Wednesday, 18 July 2018: 10:30
Location: 714B (MTCC SOUTH BUILDING)
Oral Presentation
Barbara MORSELLO, University of Roma Tre, Italy
The interest in medical science by sociology, especially in the United States, has begun since the Thirties and Forties, by authors such as Parsons, Mead, Merton, and especially Strauss and Glaser. This interest arises from the awareness that, with the growing complexity of the social environment and the gradual specialization of medical practice, considering the patient’s social context and its story of illness it becomes more than ever indispensable. From an institutional perspective, however, today is discussed about Narrative Medicine to refer to a new centrality of illness stories, not merely as a limited practice of 'social' and human sciences, but as a central aspect that the medical investigation should identify. Moving into the paradigm of Narrative Medicine, it will be useful to reflect on the power of narrative as remarkable data for research work and clinical practice, but above all to reveal unexpected features at various stages: from pathology to diagnosis, to therapy, and to daily life with the disease.
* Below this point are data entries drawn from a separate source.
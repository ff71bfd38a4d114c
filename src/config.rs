//! Application configuration
//!
//! Loaded from a TOML file (default `~/.config/swap-service/config.toml`).
//! Every section and field has a default, so a partial file is valid.

use std::path::{Path, PathBuf};

use serde::{Deserialize, Serialize};

use crate::shared::errors::InfraError;

/// Environment variable overriding the config file location
pub const CONFIG_ENV_VAR: &str = "SWAP_CONFIG";

#[derive(Debug, Clone, Default, Serialize, Deserialize)]
#[serde(default)]
pub struct AppConfig {
    pub server: ServerConfig,
    pub database: DatabaseSettings,
    pub logging: LoggingConfig,
    pub security: SecurityConfig,
    pub reconciliation: ReconciliationConfig,
    pub outbound: OutboundConfig,
}

#[derive(Debug, Clone, Serialize, Deserialize)]
#[serde(default)]
pub struct ServerConfig {
    pub api_host: String,
    pub api_port: u16,
    /// Seconds to wait for in-flight work on shutdown
    pub shutdown_timeout: u64,
}

impl Default for ServerConfig {
    fn default() -> Self {
        Self {
            api_host: "0.0.0.0".to_string(),
            api_port: 8080,
            shutdown_timeout: 30,
        }
    }
}

#[derive(Debug, Clone, Serialize, Deserialize)]
#[serde(default)]
pub struct DatabaseSettings {
    /// SeaORM connection URL. Empty means a SQLite file next to the config.
    pub url: String,
    pub max_connections: u32,
}

impl Default for DatabaseSettings {
    fn default() -> Self {
        Self {
            url: String::new(),
            max_connections: 10,
        }
    }
}

impl DatabaseSettings {
    pub fn connection_url(&self) -> String {
        if !self.url.trim().is_empty() {
            return self.url.clone();
        }
        let path = config_dir().join("swap-service.db");
        format!("sqlite://{}?mode=rwc", path.display())
    }
}

#[derive(Debug, Clone, Serialize, Deserialize)]
#[serde(default)]
pub struct LoggingConfig {
    pub level: String,
    /// "plain" or "json"
    pub format: String,
}

impl Default for LoggingConfig {
    fn default() -> Self {
        Self {
            level: "info".to_string(),
            format: "plain".to_string(),
        }
    }
}

#[derive(Debug, Clone, Default, Serialize, Deserialize)]
#[serde(default)]
pub struct SecurityConfig {
    /// sha256 hex digests of operator API keys. Empty disables the check.
    pub api_key_hashes: Vec<String>,
}

#[derive(Debug, Clone, Serialize, Deserialize)]
#[serde(default)]
pub struct ReconciliationConfig {
    pub expiry_interval_secs: u64,
    pub stuck_check_interval_secs: u64,
    /// 0 runs the overdue sweep on demand only
    pub overdue_check_interval_secs: u64,
    pub stuck_threshold_minutes: i64,
    pub batch_size: u64,
    /// Cancel bookings still open `overdue_grace_minutes` after their slot
    pub auto_cancel_overdue: bool,
    pub overdue_grace_minutes: i64,
}

impl Default for ReconciliationConfig {
    fn default() -> Self {
        Self {
            expiry_interval_secs: 86_400,
            stuck_check_interval_secs: 3_600,
            overdue_check_interval_secs: 0,
            stuck_threshold_minutes: 120,
            batch_size: 500,
            auto_cancel_overdue: false,
            overdue_grace_minutes: 30,
        }
    }
}

#[derive(Debug, Clone, Serialize, Deserialize)]
#[serde(default)]
pub struct OutboundConfig {
    pub max_attempts: u32,
    pub initial_delay_ms: u64,
    pub max_delay_ms: u64,
}

impl Default for OutboundConfig {
    fn default() -> Self {
        Self {
            max_attempts: 5,
            initial_delay_ms: 200,
            max_delay_ms: 10_000,
        }
    }
}

impl OutboundConfig {
    pub fn retry_config(&self) -> crate::shared::RetryConfig {
        crate::shared::RetryConfig {
            max_attempts: self.max_attempts,
            initial_delay: std::time::Duration::from_millis(self.initial_delay_ms),
            backoff_multiplier: 2.0,
            max_delay: std::time::Duration::from_millis(self.max_delay_ms),
        }
    }
}

impl AppConfig {
    pub fn load(path: &Path) -> Result<Self, InfraError> {
        let raw = std::fs::read_to_string(path)
            .map_err(|e| InfraError::Config(format!("{}: {}", path.display(), e)))?;
        Self::from_toml(&raw)
    }

    pub fn from_toml(raw: &str) -> Result<Self, InfraError> {
        toml::from_str(raw).map_err(|e| InfraError::Config(e.to_string()))
    }

    pub fn save(&self, path: &Path) -> Result<(), InfraError> {
        let raw = toml::to_string_pretty(self).map_err(|e| InfraError::Config(e.to_string()))?;
        if let Some(parent) = path.parent() {
            std::fs::create_dir_all(parent)
                .map_err(|e| InfraError::Config(format!("{}: {}", parent.display(), e)))?;
        }
        std::fs::write(path, raw).map_err(|e| InfraError::Config(format!("{}: {}", path.display(), e)))
    }
}

fn config_dir() -> PathBuf {
    dirs_next::config_dir()
        .unwrap_or_else(|| PathBuf::from("."))
        .join("swap-service")
}

pub fn default_config_path() -> PathBuf {
    config_dir().join("config.toml")
}

/// `SWAP_CONFIG` if set, otherwise the default path.
pub fn config_path_from_env() -> PathBuf {
    std::env::var(CONFIG_ENV_VAR)
        .map(PathBuf::from)
        .unwrap_or_else(|_| default_config_path())
}

#[cfg(test)]
mod tests {
    use super::*;

    #[test]
    fn partial_file_fills_defaults() {
        let cfg = AppConfig::from_toml(
            r#"
            [server]
            api_port = 9090

            [reconciliation]
            auto_cancel_overdue = true
            "#,
        )
        .unwrap();
        assert_eq!(cfg.server.api_port, 9090);
        assert_eq!(cfg.server.api_host, "0.0.0.0");
        assert!(cfg.reconciliation.auto_cancel_overdue);
        assert_eq!(cfg.reconciliation.stuck_threshold_minutes, 120);
        assert_eq!(cfg.reconciliation.batch_size, 500);
        assert!(cfg.security.api_key_hashes.is_empty());
    }

    #[test]
    fn explicit_database_url_wins() {
        let mut db = DatabaseSettings::default();
        assert!(db.connection_url().starts_with("sqlite://"));
        db.url = "sqlite::memory:".into();
        assert_eq!(db.connection_url(), "sqlite::memory:");
    }

    #[test]
    fn malformed_toml_is_a_config_error() {
        let err = AppConfig::from_toml("[server\napi_port = ").unwrap_err();
        assert!(matches!(err, InfraError::Config(_)));
    }

    #[test]
    fn save_then_load_preserves_values() {
        let dir = std::env::temp_dir().join(format!("swap-service-test-{}", uuid::Uuid::new_v4()));
        let path = dir.join("config.toml");
        let mut cfg = AppConfig::default();
        cfg.outbound.max_attempts = 9;
        cfg.save(&path).unwrap();

        let loaded = AppConfig::load(&path).unwrap();
        assert_eq!(loaded.outbound.max_attempts, 9);
        let _ = std::fs::remove_dir_all(dir);
    }
}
The purpose of the contribution is to discuss the results of an empirical research conducted at the Department of Plastic and Reconstructive Surgery of the National Cancer Institute ‘Regina Elena’ of Rome (IRE) through the adoption of a narrative approach to breast cancer. The focus was to define different features of the ‘reconstruction' of the body and the biographical re-composition after the disease. Specific attention will be given to how healing processes are activated and perceived by patients, often in contrast with medical perception, creating a ‘middle-earth’, a type of ‘liminal path’ full of desires, fears and expectations.